I also sort of think that I should split my time 50/50 between providing services to clients and creating my own software applications and releasing them online. The problem with exclusively doing work for clients is that it fixes my scalability to whatever workload my production company can handle. My throughput is fixed, and thus my income is limited by my throughput. It would be a trap which limits my growth potential. However, if I build and release my own apps at the same time, my growth potential is limited only by my marketing and sales capabilities. Once an app is completed, I can make an infinite number of copies in an instant and sell them. If I diversify and make several apps in several different market categories, a few of them are bound to succeed. I have been particularly infected by an idea which could potentially establish a new market category for content in the VR market (I'll share details after I execute). If I can produce it, market it, and sell it, and it thrives, then I could scale it out and go big. I'm planning on creating a working prototype this spring and releasing it to the market to see how it fares. Anyways, the point is that it would be easier to make $1m by scaling out a successful app than by scaling out client services, but a successful app could also be an additional service category offered to clients. However I do it, I will fund the production of Spellbound and I will have a well funded team working on it...eventually.

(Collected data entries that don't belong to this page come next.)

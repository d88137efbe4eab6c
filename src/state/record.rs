use crate::core::field::FieldKey;
use crate::core::value::Value;
use indexmap::IndexMap;
use serde::{Deserialize, Serialize};

/// Field values collected during one registration attempt.
#[derive(Debug, Clone, Default, PartialEq, Serialize, Deserialize)]
#[serde(transparent)]
pub struct FormRecord {
    values: IndexMap<FieldKey, Value>,
}

impl FormRecord {
    pub fn new() -> Self {
        Self::default()
    }

    pub fn set(&mut self, key: FieldKey, value: impl Into<Value>) {
        self.values.insert(key, value.into());
    }

    pub fn with(mut self, key: FieldKey, value: impl Into<Value>) -> Self {
        self.set(key, value);
        self
    }

    pub fn get(&self, key: FieldKey) -> &Value {
        const EMPTY: &Value = &Value::None;
        self.values.get(&key).unwrap_or(EMPTY)
    }

    pub fn text(&self, key: FieldKey) -> Option<&str> {
        self.get(key).as_text()
    }

    pub fn is_blank(&self, key: FieldKey) -> bool {
        self.get(key).is_empty()
    }

    pub fn remove(&mut self, key: FieldKey) -> Option<Value> {
        self.values.shift_remove(&key)
    }

    pub fn clear(&mut self) {
        self.values.clear();
    }

    pub fn len(&self) -> usize {
        self.values.len()
    }

    pub fn is_empty(&self) -> bool {
        self.values.is_empty()
    }

    pub fn iter(&self) -> impl Iterator<Item = (FieldKey, &Value)> {
        self.values.iter().map(|(k, v)| (*k, v))
    }
}

impl FromIterator<(FieldKey, Value)> for FormRecord {
    fn from_iter<I: IntoIterator<Item = (FieldKey, Value)>>(iter: I) -> Self {
        Self {
            values: iter.into_iter().collect(),
        }
    }
}
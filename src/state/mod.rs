pub mod draft;
pub mod record;
pub mod validation;
pub mod wizard;

pub use draft::Draft;
pub use record::FormRecord;
pub use validation::{ValidationResult, validate_all, validate_section};
pub use wizard::{JumpRejected, Navigation, Progress, SectionStatus, Wizard, WizardError};
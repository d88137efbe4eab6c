use serde::{Deserialize, Serialize};

/// Handle to an uploaded file; the bytes live with whoever accepted the upload.
#[derive(Debug, Clone, PartialEq, Eq, Serialize, Deserialize)]
pub struct FileRef {
    pub name: String,
    pub size: u64,
    #[serde(default, skip_serializing_if = "Option::is_none")]
    pub content_type: Option<String>,
}

impl FileRef {
    pub fn new(name: impl Into<String>, size: u64) -> Self {
        Self {
            name: name.into(),
            size,
            content_type: None,
        }
    }

    pub fn with_content_type(mut self, content_type: impl Into<String>) -> Self {
        self.content_type = Some(content_type.into());
        self
    }
}

#[derive(Debug, Clone, PartialEq, Default, Serialize, Deserialize)]
#[serde(untagged)]
pub enum Value {
    #[default]
    None,
    Text(String),
    File(FileRef),
}

impl Value {
    pub fn text(value: impl Into<String>) -> Self {
        Self::Text(value.into())
    }

    pub fn is_empty(&self) -> bool {
        match self {
            Self::None => true,
            Self::Text(v) => v.trim().is_empty(),
            Self::File(_) => false,
        }
    }

    pub fn as_text(&self) -> Option<&str> {
        match self {
            Self::Text(v) => Some(v.as_str()),
            _ => None,
        }
    }

    pub fn as_file(&self) -> Option<&FileRef> {
        match self {
            Self::File(f) => Some(f),
            _ => None,
        }
    }
}

impl From<&str> for Value {
    fn from(value: &str) -> Self {
        Self::Text(value.to_string())
    }
}

impl From<String> for Value {
    fn from(value: String) -> Self {
        Self::Text(value)
    }
}

impl From<FileRef> for Value {
    fn from(value: FileRef) -> Self {
        Self::File(value)
    }
}

#[cfg(test)]
mod tests {
    use super::{FileRef, Value};

    #[test]
    fn blank_text_counts_as_empty() {
        assert!(Value::None.is_empty());
        assert!(Value::text("   ").is_empty());
        assert!(!Value::text("E1").is_empty());
        assert!(!Value::from(FileRef::new("photo.png", 0)).is_empty());
    }

    #[test]
    fn untagged_serde_keeps_shapes() {
        let file: Value = serde_json::from_str(r#"{"name":"a.png","size":12}"#).expect("file");
        assert_eq!(file.as_file().map(|f| f.size), Some(12));

        let text: Value = serde_json::from_str(r#""hello""#).expect("text");
        assert_eq!(text.as_text(), Some("hello"));

        let none: Value = serde_json::from_str("null").expect("null");
        assert_eq!(none, Value::None);
    }
}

Anyways, I did something cool the other day. I integrated Leap Motion with 360 videos, so you can use your own hands to pan the camera around. I'm also going to add in finger taps for pressing buttons, so people can feel sort of like Tom Cruise in Minority Report. The placeholder video was shot a month ago at a Dell factory in China as a part of their effort to be transparent about their production pipeline. Check it out:
Figuring out what to charge as a contractor is always fun... I wrote a bit about it a few years back, though in retrospect it's woefully incomplete (doesn't account for health insurance costs, primarily, as I wasn't paying for it at the time).
For what it's worth, if an enterprise hires a contractor via a contracting firm, they are going to be paying the contracting firm a good 4x the salary of a full-time employee doing the same job, so your 3.5x may be on the low end.